[Opening Dataset entries section]
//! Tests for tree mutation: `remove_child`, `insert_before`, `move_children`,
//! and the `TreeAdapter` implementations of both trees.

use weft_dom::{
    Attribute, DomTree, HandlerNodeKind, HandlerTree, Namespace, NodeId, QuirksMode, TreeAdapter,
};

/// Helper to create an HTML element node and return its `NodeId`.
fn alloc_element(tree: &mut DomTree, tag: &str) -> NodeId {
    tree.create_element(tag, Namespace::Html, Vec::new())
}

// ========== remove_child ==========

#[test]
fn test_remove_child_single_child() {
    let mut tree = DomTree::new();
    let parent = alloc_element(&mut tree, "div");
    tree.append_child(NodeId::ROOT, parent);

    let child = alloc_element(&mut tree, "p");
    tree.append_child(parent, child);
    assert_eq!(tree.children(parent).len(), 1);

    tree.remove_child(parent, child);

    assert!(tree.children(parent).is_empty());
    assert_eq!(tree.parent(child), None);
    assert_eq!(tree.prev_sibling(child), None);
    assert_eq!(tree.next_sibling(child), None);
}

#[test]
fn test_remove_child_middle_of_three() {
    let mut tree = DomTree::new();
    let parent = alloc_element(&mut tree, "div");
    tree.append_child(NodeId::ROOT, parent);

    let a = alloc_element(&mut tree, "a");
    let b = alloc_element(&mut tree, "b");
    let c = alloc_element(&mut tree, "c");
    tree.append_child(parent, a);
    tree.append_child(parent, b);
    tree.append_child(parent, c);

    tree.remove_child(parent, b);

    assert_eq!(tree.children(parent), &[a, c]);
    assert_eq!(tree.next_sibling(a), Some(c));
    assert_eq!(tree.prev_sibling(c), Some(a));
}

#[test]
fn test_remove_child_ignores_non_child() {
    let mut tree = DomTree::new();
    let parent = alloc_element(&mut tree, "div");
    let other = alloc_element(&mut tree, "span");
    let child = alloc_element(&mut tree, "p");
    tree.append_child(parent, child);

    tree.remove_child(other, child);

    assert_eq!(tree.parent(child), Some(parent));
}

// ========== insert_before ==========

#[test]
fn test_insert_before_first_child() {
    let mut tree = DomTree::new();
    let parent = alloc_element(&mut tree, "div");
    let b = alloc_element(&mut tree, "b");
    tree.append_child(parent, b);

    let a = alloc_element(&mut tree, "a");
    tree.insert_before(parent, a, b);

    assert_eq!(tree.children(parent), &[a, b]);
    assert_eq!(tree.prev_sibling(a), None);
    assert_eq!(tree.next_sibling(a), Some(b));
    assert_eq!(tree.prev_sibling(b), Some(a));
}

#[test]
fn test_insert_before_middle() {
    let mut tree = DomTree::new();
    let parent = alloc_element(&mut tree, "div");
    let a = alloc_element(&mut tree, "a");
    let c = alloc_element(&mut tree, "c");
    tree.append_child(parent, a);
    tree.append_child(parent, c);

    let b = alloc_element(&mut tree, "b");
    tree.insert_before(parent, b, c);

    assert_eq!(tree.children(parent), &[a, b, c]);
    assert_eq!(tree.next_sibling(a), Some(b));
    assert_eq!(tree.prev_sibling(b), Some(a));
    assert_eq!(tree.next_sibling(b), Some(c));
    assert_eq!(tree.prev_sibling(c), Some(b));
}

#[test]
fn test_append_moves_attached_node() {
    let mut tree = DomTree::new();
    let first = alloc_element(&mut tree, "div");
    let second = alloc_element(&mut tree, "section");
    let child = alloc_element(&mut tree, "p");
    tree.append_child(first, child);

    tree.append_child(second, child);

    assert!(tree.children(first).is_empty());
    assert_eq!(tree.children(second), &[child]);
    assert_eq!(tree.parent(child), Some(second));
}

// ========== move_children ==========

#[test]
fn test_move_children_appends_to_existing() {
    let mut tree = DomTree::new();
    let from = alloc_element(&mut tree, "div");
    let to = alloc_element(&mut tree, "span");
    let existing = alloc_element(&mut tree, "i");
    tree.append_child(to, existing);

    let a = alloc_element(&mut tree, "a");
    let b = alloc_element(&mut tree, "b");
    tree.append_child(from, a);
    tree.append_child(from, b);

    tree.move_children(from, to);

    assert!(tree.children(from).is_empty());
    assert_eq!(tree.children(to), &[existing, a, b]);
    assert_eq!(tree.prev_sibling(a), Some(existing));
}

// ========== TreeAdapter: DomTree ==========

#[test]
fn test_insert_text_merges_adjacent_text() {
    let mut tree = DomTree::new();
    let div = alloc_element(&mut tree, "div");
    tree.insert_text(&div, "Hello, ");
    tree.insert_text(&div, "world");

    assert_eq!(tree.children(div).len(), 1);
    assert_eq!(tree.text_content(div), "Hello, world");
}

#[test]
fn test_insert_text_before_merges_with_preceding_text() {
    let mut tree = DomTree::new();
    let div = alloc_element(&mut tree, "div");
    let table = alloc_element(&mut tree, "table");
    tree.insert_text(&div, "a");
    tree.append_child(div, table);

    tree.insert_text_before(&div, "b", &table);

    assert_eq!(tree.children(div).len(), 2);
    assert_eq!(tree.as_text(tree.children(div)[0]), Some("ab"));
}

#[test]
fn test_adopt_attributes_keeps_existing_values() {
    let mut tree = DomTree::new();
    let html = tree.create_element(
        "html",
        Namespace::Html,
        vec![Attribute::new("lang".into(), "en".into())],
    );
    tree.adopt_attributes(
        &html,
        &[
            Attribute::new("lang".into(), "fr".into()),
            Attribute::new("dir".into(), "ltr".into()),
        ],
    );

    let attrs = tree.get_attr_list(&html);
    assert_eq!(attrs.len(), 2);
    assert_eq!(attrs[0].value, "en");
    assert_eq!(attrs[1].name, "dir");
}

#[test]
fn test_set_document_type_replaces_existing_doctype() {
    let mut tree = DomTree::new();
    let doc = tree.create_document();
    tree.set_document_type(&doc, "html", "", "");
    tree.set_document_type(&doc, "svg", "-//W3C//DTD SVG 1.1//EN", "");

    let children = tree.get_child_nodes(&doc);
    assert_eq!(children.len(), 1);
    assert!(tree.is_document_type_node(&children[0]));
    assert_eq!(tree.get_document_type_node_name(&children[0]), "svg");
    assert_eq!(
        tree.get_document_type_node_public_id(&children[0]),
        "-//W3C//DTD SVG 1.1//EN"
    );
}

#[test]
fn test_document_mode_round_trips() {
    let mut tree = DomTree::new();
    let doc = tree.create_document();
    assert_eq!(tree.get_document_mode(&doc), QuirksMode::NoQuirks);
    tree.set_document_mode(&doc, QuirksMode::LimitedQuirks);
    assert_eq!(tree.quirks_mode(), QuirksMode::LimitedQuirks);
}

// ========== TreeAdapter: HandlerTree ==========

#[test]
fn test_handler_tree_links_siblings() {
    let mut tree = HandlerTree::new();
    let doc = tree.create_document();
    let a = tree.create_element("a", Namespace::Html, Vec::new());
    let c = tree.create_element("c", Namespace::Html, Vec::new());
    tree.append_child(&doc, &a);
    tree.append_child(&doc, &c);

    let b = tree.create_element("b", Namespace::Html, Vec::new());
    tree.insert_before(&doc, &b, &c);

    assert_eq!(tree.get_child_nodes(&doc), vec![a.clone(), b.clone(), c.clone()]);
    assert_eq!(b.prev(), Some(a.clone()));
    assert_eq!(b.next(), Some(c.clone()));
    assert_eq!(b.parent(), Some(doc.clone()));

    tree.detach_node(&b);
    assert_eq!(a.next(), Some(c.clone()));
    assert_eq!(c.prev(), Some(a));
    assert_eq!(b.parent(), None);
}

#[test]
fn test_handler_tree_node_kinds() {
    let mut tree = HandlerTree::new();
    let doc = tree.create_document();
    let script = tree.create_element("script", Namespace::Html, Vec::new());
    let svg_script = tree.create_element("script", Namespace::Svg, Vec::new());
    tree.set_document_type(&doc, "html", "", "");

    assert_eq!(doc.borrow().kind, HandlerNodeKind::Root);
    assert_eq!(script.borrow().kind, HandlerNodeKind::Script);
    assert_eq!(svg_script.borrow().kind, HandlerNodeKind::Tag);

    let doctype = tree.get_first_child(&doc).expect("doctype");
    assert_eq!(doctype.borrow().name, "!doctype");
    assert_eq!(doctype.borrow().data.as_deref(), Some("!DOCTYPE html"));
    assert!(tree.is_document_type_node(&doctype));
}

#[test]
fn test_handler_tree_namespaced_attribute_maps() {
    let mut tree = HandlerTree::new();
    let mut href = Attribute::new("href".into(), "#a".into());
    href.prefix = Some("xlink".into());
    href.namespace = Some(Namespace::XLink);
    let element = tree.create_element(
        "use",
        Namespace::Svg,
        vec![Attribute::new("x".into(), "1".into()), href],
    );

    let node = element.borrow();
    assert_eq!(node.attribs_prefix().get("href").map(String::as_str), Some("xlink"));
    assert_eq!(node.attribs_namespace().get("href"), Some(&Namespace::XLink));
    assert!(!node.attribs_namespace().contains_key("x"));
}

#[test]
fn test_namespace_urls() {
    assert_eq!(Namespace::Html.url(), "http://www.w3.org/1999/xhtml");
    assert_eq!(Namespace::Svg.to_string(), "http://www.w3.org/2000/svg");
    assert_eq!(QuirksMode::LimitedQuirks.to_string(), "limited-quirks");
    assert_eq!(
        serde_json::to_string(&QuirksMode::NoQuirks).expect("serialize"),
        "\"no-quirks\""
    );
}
[Closing Dataset entries section]
What you retype should run from the first line of the entries above through the line containing "assert!(tree.children(parent).is_empty());", exactly and in full.

Solution:
//! Tests for tree mutation: `remove_child`, `insert_before`, `move_children`,
//! and the `TreeAdapter` implementations of both trees.

use weft_dom::{
    Attribute, DomTree, HandlerNodeKind, HandlerTree, Namespace, NodeId, QuirksMode, TreeAdapter,
};

/// Helper to create an HTML element node and return its `NodeId`.
fn alloc_element(tree: &mut DomTree, tag: &str) -> NodeId {
    tree.create_element(tag, Namespace::Html, Vec::new())
}

// ========== remove_child ==========

#[test]
fn test_remove_child_single_child() {
    let mut tree = DomTree::new();
    let parent = alloc_element(&mut tree, "div");
    tree.append_child(NodeId::ROOT, parent);

    let child = alloc_element(&mut tree, "p");
    tree.append_child(parent, child);
    assert_eq!(tree.children(parent).len(), 1);

    tree.remove_child(parent, child);

    assert!(tree.children(parent).is_empty());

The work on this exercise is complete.